1. Israel wants to ruin Iran permanently, to turn it into Somalia 2.0, meaning a quasi-state with no organized, central government. Were they to succeed in this it would be a humantarian disaster the likes of which we haven't seen since probably WW2. Tens of millions of refugees that will probably collapse surrounding countries;
2. The US (IMHO) wanted to placate Israel with a cheap decapitation strike that would force regime change and bring in a US-friendly regime, similar to Venezuela. This was completely unrealistic and they completely underestimated Iran's ability to maintain an offensive capability. We don't even know how much Iran's missile and drone capability has been degraded (to the GP's point). I don't even believe it's been degraded 50% (as GP claimed) abut we have no way of knowing. The entire Iranian military is built to resist a strategic bombing campaign;
3. Iran no longer trusts the US as a good faith actor and negotiator after multiple incidents of acting in bad faith, killing their negotiators and bombing an embassy so their goal is to make the price of this war so high economically that the US never thinks about doing this ever again. And that's a cheap thing to do, as you note. Drones can close the Strait and ne devastating to the economies of the Gulf states; and
4. The Gulf States just want to maintain the pre-war status quo. Saudi Arabia in particular just wanted to contain Iran. They're less vulnerable to the Strait being closed but it's still a problem politically as the US and Israel are bombing other Muslims. The Gulf states are learning the the US security guarantee ain't worth shit but they can't break away from being US client states with their own unpopular regimes probably collapsing without US arms. But in a prolonged conflict some of them may collapse anyway, particularly Bahrain and even Iraq.

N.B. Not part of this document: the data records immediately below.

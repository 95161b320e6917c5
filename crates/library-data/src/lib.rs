//! Static book catalogue and user roster fixtures for the bookshelf service.
//!
//! The service treats both datasets as fixed inputs loaded once at start-up.
//! This crate owns their JSON shape and the structural checks (unique,
//! positive identifiers; non-blank titles and usernames) so the backend can
//! convert validated records into domain types without re-checking them.
//!
//! The crate is deliberately independent of backend domain types.
//!
//! # Example
//!
//! ```
//! use library_data::BookDataset;
//!
//! let json = r#"[
//!     {"id": 1, "title": "Dune", "author": "Frank Herbert",
//!      "borrowed_by": [42], "favorited_by": []}
//! ]"#;
//!
//! let dataset = BookDataset::from_json(json).expect("valid catalogue");
//! assert_eq!(dataset.books().len(), 1);
//! assert_eq!(dataset.books()[0].borrowed_by, vec![42]);
//! ```

mod books;
mod error;
mod io;
mod users;
mod validation;

pub use books::{BookDataset, BookRecord};
pub use error::DatasetError;
pub use users::{RoleRecord, StatusRecord, UserRecord, UserRoster};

So Iran just fires a dozen ballistic missiles a day to remind Israel of the war Israel started. An estimated ~50% of missiles get through missile defences now. Otherwise threats and the occasional drone are sufficient to close the Strait and massively disrupt the ME3 airlines. Militarily, Iran can probably keep that up forever. Mobile missile launchers are cheap and drones can be launched from basically any truck. They're also produced and stored in underground basis that are essentially impervious to bombing short of nuclear weapons.
Many believed prior to Trump's speech this week that he would either escalate or pull out. Instead he found a secret third, worse option, which is to tell Europe and Asia "you're on your own" (with the Strait closure) after the US launched a war nobody but Israel wanted or supported. That's an interesting strategy because it's going to cause some serious soul-searching in all of these countries about the wisdom of US allegiance.

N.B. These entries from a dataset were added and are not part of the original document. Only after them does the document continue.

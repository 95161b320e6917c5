//! Outbound adapters implementing domain ports for external infrastructure.
//!
//! - **storage**: key-value stores backing the per-user ledgers.
//!
//! Adapters translate between bytes on a medium and the port contract. They
//! contain no ledger logic.

pub mod storage;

Ukraine is doing its best to minimise Russian oil exports, and that's certainly having an effect.
But strategically, Russia is a huge beneficiary of this mess.
1. Russia (as you say): I think this war of choice virtually guarantees a settlement of the Ukraine war along the current borders. At some point Europe will need to ease their energy crisis with Russian oil and gas. Well done, everybody, the system works;
2. Europe: like the GCC they are finding US security guarantees and the NATO protection racket aren't what they were sold. Pax Americana was an illusion. I've elsewhere predicted this is going to lead to arms and tech nationalism within Europe. It's actually a race between fascism taking over Europe and Europe divorcing itself from the US and I suspect fascism is currently winning; and
3. China: the biggest wineer of all this. China is still receiving Iranian oil exports. In fact, the US "punished" Iran by lifting oil sanctions, allowing Iran to sell oil to China at market rates instead of below market (because of the sanctions). Again, well done, everybody; and
4. Asia: this has exposed their weakness of imported oil, particularly Thailand, Vietnam and the Phillipines. I would not be surprised if this war of choice is the turning point that leads to a China-cenetered Asian security compact.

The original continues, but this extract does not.